I can only go by what I have worked on and dealt with personally on RX-8's in a very harsh rotary environment over the past 10 years. A lot of people have opinions but a lot of those opinions are not based off of experience they are based off of parroted information that they learned here, so you have a lot of people saying a lot of the same things. Some is true, some is not, and a lot of it is unproven and largely uneducated opinion. This is why you see new coils, new plugs, new cat, new fuel pump, or new starter suggested as a fix for every RX-8 engine issue posted up. It's always a guess fest based on what they read in every other thread. That is not everyone, but mostly.

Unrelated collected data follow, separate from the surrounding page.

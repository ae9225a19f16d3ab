use anyhow::Result;
use serde_json::json;

use crate::ui::prelude::{Level, emit};

use super::audio::{audio_score, select_primary_audio};
use super::cli::ProbeArgs;
use super::config::AssemblerConfig;
use super::support::probe::{CodecType, StreamDescriptor, probe_streams, video_geometry};
use super::support::runner::SystemToolRunner;
use super::support::utils::canonicalize_existing;

pub fn handle_probe(args: ProbeArgs) -> Result<()> {
    let config = AssemblerConfig::load()?;
    let path = canonicalize_existing(&args.file)?;
    let runner = SystemToolRunner::new();

    let streams = probe_streams(&runner, &config.ffprobe_program, &path)?;
    let selected = select_primary_audio(&streams);

    for stream in &streams {
        emit(
            Level::Info,
            "video.probe.stream",
            &describe_stream(stream, selected),
            Some(json!({
                "index": stream.index,
                "codec_type": codec_label(stream.codec_type),
                "codec": stream.codec_name,
                "width": stream.width,
                "height": stream.height,
                "language": stream.language,
                "channels": stream.channels,
                "default": stream.is_default,
            })),
        );
    }

    match video_geometry(&path, &streams) {
        Ok(geometry) => emit(
            Level::Success,
            "video.probe.geometry",
            &format!(
                "Normalized format: {}x{} @ {} fps",
                geometry.width, geometry.height, geometry.fps
            ),
            Some(json!({
                "width": geometry.width,
                "height": geometry.height,
                "fps": geometry.fps,
            })),
        ),
        Err(err) => emit(Level::Warn, "video.probe.geometry", &err.to_string(), None),
    }

    let message = match selected {
        Some(index) => format!("Selected audio stream: {index}"),
        None => "No audio streams; the first audio track would be mapped if present".to_string(),
    };
    emit(
        Level::Info,
        "video.probe.audio",
        &message,
        Some(json!({ "selected_audio": selected })),
    );

    Ok(())
}

fn codec_label(codec_type: CodecType) -> &'static str {
    match codec_type {
        CodecType::Video => "video",
        CodecType::Audio => "audio",
        CodecType::Other => "other",
    }
}

fn describe_stream(stream: &StreamDescriptor, selected: Option<u32>) -> String {
    let codec = stream.codec_name.as_deref().unwrap_or("unknown");
    match stream.codec_type {
        CodecType::Video => format!(
            "#{} video {codec} {}x{}",
            stream.index,
            stream.width.unwrap_or(0),
            stream.height.unwrap_or(0)
        ),
        CodecType::Audio => format!(
            "#{} audio {codec} lang={} ch={}{} score={}{}",
            stream.index,
            stream.language.as_deref().unwrap_or("-"),
            stream.channels,
            if stream.is_default { " default" } else { "" },
            audio_score(stream),
            if selected == Some(stream.index) { "  <- selected" } else { "" }
        ),
        CodecType::Other => format!("#{} other {codec}", stream.index),
    }
}
use colored::*;
use serde::Serialize;
use std::io::{self, Write};
use std::sync::atomic::{AtomicBool, Ordering};
use std::sync::{LazyLock, RwLock};

#[derive(Debug, Clone, Copy, PartialEq, Eq, clap::ValueEnum)]
pub enum OutputFormat {
    Text,
    Json,
}

#[derive(Debug, Clone, Copy, PartialEq, Eq)]
pub enum Level {
    Info,
    Success,
    Warn,
    Error,
    Debug,
}

impl Level {
    fn as_str(self) -> &'static str {
        match self {
            Level::Info => "info",
            Level::Success => "success",
            Level::Warn => "warn",
            Level::Error => "error",
            Level::Debug => "debug",
        }
    }
}

#[derive(Debug, Clone)]
pub struct Renderer {
    pub format: OutputFormat,
    pub color: bool,
}

impl Default for Renderer {
    fn default() -> Self {
        Self {
            format: OutputFormat::Text,
            color: true,
        }
    }
}

static RENDERER: LazyLock<RwLock<Renderer>> = LazyLock::new(|| RwLock::new(Renderer::default()));

// Global debug state
static DEBUG_MODE: AtomicBool = AtomicBool::new(false);

pub fn set_debug_mode(enabled: bool) {
    DEBUG_MODE.store(enabled, Ordering::Relaxed);
}

pub fn is_debug_enabled() -> bool {
    DEBUG_MODE.load(Ordering::Relaxed)
}

pub fn init(format: OutputFormat, color: bool) {
    if let Ok(mut r) = RENDERER.write() {
        r.format = format;
        r.color = color;
    }
}

#[derive(Serialize)]
struct Event<'a> {
    level: &'a str,
    code: &'a str,
    message: &'a str,
    #[serde(skip_serializing_if = "Option::is_none")]
    data: Option<serde_json::Value>,
}

fn colorize(level: Level, s: &str, enable: bool) -> String {
    if !enable {
        return s.to_string();
    }
    match level {
        Level::Info => s.normal().to_string(),
        Level::Success => s.green().bold().to_string(),
        Level::Warn => s.yellow().bold().to_string(),
        Level::Error => s.red().bold().to_string(),
        Level::Debug => s.cyan().to_string(),
    }
}

fn current_renderer() -> Renderer {
    RENDERER
        .read()
        .map(|r| r.clone())
        .unwrap_or_else(|poisoned| poisoned.into_inner().clone())
}

/// Print one event, either as a coloured line or as a JSON object.
///
/// Debug events are dropped unless debug mode is on. Warnings and errors go
/// to stderr so stdout stays clean for piping.
pub fn emit(level: Level, code: &str, message: &str, data: Option<serde_json::Value>) {
    if level == Level::Debug && !is_debug_enabled() {
        return;
    }

    let r = current_renderer();
    let mut out: Box<dyn Write> = match level {
        Level::Error | Level::Warn => Box::new(io::stderr()),
        _ => Box::new(io::stdout()),
    };

    match r.format {
        OutputFormat::Text => {
            let line = colorize(level, message, r.color);
            let _ = writeln!(out, "{}", line);
        }
        OutputFormat::Json => {
            let ev = Event {
                level: level.as_str(),
                code,
                message,
                data,
            };
            if let Ok(s) = serde_json::to_string(&ev) {
                let _ = writeln!(out, "{}", s);
            }
        }
    }
}

// Helper to get current output format
pub fn get_output_format() -> OutputFormat {
    current_renderer().format
}

pub mod prelude {
    pub use super::{Level, OutputFormat, emit, get_output_format};
}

As I said, a lot of people have overheated many times and not blown engines and overheating is overheating, piston or rotary overheating is bad. But how long you overheated is what is important. And if you blow a radiator hose or break a belt at 9000RPM mid corner like I did many years ago when I was stock and overheated instantly (temp gauge pegged, engine was fine after), you are going to know and it isn't going to be the light that saves you. Leaks develop slowly or instantly from my experience.

But if you need a light then I guess that is cool. But I still check my oil level, tire pressure, and coolant level regularly, I don't wait for a light. It's called and idiot light for a reason.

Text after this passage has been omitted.